# Problem details
Scan the data below for the string "rest". Show every line where it turns up.

BEGIN The data

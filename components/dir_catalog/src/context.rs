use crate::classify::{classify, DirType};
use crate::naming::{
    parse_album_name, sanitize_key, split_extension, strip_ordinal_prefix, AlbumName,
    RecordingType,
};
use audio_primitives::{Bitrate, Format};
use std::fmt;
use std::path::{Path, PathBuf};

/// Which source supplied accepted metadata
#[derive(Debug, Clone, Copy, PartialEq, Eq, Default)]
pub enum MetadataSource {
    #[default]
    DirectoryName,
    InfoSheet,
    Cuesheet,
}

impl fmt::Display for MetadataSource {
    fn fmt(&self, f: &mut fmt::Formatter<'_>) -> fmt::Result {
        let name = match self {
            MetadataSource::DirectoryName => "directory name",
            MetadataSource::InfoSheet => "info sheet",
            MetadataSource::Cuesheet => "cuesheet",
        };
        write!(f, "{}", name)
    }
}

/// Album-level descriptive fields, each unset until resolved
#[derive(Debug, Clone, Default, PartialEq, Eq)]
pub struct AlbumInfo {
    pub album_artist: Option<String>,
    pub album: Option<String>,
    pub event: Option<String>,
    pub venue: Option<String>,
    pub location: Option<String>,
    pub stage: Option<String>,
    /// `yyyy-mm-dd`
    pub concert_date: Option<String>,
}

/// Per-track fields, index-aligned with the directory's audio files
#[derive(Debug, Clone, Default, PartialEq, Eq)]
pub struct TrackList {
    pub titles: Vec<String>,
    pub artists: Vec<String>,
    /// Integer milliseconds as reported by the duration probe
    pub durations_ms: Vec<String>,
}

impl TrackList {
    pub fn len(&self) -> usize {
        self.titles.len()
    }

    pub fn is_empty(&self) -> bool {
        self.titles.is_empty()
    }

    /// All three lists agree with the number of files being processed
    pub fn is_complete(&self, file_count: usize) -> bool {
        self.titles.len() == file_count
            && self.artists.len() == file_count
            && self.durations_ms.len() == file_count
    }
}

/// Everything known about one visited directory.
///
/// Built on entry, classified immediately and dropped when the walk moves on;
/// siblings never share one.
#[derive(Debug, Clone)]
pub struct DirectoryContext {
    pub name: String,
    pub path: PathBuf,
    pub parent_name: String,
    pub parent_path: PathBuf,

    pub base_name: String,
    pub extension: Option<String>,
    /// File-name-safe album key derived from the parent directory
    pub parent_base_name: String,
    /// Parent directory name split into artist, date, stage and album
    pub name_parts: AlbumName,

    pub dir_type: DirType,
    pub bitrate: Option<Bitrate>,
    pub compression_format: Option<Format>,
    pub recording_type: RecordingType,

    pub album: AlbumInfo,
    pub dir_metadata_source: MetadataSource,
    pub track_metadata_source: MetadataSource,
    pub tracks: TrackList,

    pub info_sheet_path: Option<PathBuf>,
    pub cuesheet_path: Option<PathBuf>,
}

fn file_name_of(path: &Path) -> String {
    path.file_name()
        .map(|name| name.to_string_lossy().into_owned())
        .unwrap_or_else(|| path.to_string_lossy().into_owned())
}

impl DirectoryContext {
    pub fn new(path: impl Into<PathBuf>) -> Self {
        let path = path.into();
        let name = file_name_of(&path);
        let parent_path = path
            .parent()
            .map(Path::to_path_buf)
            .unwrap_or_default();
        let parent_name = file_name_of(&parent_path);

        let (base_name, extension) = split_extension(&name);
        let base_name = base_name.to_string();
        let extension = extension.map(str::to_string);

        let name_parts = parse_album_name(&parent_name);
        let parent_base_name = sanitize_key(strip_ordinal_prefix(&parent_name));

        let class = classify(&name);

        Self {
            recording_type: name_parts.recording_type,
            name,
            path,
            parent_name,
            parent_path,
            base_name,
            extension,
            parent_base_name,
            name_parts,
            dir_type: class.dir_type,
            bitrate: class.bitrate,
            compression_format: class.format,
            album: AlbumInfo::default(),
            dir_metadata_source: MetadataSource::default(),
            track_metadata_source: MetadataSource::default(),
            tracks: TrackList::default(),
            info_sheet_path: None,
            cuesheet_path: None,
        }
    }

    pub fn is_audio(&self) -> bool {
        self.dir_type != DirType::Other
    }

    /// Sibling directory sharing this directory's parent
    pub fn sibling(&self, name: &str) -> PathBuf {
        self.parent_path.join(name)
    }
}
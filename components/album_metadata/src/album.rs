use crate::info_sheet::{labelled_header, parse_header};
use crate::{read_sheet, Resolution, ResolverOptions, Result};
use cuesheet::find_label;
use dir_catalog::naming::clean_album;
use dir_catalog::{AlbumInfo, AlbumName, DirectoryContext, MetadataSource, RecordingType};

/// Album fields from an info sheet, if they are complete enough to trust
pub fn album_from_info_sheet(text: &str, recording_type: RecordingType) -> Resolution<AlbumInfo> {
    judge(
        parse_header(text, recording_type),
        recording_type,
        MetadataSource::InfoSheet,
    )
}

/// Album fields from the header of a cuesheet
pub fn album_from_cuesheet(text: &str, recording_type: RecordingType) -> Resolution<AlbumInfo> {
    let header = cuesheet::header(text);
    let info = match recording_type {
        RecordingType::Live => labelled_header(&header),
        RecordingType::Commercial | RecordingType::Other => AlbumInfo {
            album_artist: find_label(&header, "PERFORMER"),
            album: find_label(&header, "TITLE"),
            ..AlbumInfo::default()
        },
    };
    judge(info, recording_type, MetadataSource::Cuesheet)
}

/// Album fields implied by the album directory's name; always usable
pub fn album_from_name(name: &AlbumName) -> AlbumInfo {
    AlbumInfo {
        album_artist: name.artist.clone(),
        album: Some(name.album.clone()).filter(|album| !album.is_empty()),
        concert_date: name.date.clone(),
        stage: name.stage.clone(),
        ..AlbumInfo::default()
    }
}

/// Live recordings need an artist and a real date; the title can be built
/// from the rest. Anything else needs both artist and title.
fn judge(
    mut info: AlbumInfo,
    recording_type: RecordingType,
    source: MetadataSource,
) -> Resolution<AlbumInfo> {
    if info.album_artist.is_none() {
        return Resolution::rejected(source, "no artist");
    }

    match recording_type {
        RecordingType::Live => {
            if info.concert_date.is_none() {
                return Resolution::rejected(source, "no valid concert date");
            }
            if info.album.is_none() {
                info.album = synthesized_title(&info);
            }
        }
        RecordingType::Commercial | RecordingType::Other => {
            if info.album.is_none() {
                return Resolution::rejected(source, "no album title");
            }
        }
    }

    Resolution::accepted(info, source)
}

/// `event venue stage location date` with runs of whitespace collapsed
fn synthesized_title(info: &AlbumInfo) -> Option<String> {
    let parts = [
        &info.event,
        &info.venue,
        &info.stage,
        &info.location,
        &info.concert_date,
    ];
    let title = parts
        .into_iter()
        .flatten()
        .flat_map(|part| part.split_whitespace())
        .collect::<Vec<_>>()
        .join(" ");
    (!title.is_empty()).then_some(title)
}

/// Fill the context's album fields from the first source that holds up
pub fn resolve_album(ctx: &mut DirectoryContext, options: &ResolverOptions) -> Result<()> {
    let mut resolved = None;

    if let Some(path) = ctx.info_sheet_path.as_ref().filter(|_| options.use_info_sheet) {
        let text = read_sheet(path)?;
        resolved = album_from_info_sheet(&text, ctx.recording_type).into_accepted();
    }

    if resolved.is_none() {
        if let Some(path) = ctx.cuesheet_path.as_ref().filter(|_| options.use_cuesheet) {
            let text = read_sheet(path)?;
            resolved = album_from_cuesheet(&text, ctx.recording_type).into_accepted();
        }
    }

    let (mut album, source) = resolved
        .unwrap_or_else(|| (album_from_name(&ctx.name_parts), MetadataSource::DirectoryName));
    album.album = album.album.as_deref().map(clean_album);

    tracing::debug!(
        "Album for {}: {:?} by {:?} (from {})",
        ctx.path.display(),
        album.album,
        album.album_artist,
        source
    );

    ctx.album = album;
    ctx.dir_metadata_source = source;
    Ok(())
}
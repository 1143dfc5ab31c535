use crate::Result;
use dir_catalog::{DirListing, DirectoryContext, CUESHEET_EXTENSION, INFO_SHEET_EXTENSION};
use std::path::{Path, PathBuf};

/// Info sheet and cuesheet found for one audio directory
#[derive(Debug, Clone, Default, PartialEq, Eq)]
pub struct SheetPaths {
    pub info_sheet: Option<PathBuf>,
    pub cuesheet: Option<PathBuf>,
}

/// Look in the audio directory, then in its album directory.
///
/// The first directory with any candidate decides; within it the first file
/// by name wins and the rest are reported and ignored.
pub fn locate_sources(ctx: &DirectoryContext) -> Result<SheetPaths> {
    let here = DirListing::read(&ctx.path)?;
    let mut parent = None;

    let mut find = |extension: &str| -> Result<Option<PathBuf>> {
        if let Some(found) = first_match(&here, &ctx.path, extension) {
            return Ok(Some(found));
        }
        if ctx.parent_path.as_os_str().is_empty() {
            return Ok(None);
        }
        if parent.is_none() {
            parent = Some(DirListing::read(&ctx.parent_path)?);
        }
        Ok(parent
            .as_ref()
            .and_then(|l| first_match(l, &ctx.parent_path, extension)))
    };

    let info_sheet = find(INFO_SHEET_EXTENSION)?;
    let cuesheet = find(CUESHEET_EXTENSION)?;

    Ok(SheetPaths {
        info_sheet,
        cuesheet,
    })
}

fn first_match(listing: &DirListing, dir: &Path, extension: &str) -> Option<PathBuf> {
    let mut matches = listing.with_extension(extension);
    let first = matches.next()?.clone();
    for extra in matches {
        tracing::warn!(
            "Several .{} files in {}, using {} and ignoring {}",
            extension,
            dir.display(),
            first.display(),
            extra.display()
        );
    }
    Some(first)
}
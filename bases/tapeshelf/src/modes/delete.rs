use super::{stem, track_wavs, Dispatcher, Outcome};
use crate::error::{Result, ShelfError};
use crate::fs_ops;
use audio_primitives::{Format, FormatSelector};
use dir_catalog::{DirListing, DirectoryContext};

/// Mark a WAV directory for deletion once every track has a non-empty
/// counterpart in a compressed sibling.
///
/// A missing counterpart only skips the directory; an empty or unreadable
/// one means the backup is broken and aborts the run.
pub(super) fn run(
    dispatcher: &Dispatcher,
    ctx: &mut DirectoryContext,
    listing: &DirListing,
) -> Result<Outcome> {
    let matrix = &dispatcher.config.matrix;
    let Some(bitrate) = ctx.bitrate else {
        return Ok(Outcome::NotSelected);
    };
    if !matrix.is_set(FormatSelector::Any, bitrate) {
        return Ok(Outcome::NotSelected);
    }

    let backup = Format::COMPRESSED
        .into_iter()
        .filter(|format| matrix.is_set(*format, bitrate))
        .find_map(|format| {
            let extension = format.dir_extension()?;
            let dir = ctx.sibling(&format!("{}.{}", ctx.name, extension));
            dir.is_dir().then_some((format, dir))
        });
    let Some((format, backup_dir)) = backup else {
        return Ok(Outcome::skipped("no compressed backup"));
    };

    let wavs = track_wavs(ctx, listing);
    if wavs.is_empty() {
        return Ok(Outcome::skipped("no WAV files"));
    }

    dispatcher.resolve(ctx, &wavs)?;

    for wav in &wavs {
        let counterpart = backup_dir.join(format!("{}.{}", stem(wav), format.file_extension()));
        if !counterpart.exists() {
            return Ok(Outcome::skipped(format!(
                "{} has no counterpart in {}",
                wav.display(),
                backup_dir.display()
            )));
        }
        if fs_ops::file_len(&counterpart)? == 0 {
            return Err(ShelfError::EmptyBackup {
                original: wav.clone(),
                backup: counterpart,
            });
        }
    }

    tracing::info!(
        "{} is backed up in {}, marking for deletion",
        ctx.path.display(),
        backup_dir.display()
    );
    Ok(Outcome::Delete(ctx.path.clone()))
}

END The data

# Response area
/// from the rest. Anything else needs both artist and title.
/// by name wins and the rest are reported and ignored.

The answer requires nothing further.